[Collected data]
————
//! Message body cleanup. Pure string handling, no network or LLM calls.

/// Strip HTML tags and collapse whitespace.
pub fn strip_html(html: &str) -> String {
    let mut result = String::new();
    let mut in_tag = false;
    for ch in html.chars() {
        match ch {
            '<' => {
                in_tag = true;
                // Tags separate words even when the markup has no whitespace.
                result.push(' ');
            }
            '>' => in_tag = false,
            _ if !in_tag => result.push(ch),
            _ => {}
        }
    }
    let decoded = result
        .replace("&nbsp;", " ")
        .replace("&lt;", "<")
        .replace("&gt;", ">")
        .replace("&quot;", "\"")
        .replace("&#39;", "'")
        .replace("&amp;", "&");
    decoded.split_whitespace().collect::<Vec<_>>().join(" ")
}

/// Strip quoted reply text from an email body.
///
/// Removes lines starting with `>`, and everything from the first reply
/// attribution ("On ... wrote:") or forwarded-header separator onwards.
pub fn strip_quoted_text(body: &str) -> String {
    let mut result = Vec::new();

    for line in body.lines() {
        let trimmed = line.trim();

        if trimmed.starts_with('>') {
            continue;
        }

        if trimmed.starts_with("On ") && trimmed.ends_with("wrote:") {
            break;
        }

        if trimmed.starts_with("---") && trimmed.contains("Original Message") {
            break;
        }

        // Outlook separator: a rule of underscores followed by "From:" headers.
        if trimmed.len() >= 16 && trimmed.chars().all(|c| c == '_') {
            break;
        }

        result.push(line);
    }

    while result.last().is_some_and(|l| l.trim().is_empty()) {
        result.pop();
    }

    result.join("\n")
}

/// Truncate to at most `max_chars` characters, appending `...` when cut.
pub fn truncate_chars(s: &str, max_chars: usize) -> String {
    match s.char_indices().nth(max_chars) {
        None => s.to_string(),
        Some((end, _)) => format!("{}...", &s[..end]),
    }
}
————
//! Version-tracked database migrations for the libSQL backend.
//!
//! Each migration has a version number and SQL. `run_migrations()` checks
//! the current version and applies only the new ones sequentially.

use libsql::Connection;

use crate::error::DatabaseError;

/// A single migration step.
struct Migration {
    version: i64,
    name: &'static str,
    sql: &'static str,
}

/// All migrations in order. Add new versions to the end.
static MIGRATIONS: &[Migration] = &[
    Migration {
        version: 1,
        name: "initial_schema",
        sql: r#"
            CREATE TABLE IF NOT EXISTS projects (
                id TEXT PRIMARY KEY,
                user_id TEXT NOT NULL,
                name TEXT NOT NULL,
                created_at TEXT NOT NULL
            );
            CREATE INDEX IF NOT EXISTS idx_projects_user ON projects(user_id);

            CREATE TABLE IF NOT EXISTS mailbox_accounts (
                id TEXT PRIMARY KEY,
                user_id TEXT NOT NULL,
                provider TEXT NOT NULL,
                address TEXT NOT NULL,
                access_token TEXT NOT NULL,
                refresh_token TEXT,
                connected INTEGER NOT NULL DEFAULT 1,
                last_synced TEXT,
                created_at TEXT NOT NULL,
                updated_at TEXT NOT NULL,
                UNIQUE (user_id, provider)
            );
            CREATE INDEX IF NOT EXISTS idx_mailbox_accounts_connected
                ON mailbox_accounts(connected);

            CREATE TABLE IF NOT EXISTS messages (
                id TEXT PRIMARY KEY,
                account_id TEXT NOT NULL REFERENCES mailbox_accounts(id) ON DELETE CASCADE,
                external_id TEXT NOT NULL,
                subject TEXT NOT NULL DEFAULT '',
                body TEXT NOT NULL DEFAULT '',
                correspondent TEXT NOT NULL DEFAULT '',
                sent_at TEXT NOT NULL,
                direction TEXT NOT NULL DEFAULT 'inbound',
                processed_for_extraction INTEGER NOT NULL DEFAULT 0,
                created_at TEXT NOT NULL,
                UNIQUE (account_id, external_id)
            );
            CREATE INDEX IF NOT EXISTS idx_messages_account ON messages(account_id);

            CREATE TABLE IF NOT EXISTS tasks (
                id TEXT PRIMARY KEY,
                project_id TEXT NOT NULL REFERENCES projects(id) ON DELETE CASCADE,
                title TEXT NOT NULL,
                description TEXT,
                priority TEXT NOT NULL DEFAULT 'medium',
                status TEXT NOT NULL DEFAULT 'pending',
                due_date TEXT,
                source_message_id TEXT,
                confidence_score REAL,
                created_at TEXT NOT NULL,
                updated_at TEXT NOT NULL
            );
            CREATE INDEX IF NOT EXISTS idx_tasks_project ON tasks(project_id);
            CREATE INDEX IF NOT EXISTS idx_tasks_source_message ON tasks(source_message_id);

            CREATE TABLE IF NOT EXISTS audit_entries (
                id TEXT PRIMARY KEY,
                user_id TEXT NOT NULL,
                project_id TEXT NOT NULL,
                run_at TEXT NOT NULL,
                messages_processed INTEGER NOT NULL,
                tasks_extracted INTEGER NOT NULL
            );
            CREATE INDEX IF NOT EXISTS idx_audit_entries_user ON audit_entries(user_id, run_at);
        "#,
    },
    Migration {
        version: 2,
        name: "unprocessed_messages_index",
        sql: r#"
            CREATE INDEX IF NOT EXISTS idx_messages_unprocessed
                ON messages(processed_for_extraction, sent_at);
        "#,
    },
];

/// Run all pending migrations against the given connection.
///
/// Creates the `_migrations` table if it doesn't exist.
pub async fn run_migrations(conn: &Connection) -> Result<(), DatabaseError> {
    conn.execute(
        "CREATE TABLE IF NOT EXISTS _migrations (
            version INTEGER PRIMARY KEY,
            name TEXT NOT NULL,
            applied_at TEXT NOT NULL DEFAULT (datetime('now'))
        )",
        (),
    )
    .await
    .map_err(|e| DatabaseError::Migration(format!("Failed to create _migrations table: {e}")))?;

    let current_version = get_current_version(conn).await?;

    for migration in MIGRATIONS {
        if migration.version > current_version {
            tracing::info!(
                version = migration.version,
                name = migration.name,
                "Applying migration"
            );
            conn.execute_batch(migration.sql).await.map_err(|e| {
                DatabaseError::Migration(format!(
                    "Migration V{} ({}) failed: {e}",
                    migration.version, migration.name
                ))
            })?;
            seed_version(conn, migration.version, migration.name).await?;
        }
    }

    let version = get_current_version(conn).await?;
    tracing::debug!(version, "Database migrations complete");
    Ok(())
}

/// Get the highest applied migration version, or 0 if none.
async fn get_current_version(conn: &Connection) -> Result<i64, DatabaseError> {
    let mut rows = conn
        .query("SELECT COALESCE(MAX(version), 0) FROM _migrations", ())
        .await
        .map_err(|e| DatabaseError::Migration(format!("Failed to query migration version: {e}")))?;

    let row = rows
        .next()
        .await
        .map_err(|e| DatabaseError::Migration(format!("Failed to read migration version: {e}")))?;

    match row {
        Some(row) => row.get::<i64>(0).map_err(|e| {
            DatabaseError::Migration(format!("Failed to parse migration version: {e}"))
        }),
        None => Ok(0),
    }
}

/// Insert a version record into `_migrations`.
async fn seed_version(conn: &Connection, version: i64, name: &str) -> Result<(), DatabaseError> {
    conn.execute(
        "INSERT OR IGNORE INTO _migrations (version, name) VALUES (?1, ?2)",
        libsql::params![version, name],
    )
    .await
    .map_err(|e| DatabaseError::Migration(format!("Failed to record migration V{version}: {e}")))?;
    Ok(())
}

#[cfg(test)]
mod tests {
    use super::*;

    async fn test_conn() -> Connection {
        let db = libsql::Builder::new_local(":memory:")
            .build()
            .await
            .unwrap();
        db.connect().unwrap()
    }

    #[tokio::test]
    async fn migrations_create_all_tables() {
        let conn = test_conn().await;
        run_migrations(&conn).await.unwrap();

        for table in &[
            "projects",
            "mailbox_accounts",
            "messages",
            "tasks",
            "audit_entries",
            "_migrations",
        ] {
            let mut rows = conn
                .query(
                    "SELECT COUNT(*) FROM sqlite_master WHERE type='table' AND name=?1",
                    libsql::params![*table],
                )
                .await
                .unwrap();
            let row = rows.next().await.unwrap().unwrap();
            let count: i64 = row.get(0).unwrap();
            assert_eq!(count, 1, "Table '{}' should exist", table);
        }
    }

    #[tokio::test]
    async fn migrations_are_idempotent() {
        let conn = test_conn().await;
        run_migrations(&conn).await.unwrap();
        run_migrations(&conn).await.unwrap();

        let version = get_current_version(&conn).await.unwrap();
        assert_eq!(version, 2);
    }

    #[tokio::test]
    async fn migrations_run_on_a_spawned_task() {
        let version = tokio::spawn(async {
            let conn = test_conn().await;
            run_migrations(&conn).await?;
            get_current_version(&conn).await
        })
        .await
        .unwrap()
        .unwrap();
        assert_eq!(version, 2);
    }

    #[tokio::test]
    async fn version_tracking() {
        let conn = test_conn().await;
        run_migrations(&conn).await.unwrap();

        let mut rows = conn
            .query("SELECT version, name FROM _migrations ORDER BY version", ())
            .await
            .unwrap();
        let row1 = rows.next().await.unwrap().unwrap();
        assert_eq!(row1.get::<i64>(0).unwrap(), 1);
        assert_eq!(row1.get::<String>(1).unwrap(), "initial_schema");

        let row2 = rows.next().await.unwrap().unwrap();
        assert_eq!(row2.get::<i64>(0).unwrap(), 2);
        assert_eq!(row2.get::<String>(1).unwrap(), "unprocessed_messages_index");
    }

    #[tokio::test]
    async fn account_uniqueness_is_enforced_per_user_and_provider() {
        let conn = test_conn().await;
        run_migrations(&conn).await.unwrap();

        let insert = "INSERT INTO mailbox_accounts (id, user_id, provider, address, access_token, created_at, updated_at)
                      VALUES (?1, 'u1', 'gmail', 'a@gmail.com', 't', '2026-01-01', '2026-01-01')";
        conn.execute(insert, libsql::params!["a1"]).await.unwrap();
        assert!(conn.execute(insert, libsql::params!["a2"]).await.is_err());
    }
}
————
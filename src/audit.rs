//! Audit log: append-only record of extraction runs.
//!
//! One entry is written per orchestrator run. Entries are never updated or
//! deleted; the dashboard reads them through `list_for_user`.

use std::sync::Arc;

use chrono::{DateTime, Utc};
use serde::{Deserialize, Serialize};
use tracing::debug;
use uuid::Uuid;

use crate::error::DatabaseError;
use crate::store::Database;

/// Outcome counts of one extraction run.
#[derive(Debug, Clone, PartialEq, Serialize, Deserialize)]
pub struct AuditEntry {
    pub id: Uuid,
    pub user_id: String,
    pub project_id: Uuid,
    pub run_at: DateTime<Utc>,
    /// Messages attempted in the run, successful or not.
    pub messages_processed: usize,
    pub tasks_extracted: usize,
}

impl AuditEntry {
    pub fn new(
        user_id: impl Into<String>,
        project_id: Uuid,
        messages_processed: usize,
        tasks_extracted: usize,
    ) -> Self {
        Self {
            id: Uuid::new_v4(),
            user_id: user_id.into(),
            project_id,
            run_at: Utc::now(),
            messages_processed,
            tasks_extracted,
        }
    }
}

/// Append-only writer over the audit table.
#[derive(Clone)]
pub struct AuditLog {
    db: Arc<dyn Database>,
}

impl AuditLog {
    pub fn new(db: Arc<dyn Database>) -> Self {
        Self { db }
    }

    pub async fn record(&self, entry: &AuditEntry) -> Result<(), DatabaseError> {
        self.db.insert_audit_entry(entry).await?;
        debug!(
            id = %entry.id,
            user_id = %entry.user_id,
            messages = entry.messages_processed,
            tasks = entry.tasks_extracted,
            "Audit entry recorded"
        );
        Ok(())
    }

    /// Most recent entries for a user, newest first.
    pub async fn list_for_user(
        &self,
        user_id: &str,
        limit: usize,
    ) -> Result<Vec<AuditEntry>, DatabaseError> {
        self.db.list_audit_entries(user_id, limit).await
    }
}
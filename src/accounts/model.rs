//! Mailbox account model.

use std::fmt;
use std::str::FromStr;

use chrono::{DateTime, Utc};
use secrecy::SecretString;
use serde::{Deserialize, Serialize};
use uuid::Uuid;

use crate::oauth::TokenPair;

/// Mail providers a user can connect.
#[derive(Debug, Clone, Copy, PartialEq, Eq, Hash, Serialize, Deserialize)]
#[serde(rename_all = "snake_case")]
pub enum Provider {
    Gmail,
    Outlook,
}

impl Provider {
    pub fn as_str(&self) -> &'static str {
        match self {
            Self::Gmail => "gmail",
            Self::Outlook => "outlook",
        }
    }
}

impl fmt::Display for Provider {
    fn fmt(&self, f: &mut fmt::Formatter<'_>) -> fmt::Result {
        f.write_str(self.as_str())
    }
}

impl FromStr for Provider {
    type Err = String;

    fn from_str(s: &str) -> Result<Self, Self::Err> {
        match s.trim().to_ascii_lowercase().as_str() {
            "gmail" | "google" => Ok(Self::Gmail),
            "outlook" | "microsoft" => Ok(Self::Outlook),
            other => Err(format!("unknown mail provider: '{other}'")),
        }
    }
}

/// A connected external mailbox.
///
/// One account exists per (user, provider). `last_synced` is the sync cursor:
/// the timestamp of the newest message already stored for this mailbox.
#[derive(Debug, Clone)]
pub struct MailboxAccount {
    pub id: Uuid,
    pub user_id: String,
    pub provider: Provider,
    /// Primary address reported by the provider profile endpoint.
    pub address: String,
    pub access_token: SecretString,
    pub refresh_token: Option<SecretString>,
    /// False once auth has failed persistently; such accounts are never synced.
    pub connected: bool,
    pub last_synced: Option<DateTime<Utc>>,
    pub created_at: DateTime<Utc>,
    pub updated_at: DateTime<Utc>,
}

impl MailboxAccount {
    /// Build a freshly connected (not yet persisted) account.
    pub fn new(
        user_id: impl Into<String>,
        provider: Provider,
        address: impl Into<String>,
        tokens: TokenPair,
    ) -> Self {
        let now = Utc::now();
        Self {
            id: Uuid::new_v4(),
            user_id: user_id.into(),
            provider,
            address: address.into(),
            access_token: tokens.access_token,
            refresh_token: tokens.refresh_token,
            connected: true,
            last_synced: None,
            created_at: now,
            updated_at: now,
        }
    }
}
————
◆ Exercise aim ◆
The expected answer is an exact copy of the lines above, beginning at the line with "run_migrations(&conn).await?;" and ending at the line with "let row2 = rows.next().await.unwrap().unwrap();", with both ends in.

◆ Answer section ◆
            run_migrations(&conn).await?;
            get_current_version(&conn).await
        })
        .await
        .unwrap()
        .unwrap();
        assert_eq!(version, 2);
    }

    #[tokio::test]
    async fn version_tracking() {
        let conn = test_conn().await;
        run_migrations(&conn).await.unwrap();

        let mut rows = conn
            .query("SELECT version, name FROM _migrations ORDER BY version", ())
            .await
            .unwrap();
        let row1 = rows.next().await.unwrap().unwrap();
        assert_eq!(row1.get::<i64>(0).unwrap(), 1);
        assert_eq!(row1.get::<String>(1).unwrap(), "initial_schema");

        let row2 = rows.next().await.unwrap().unwrap();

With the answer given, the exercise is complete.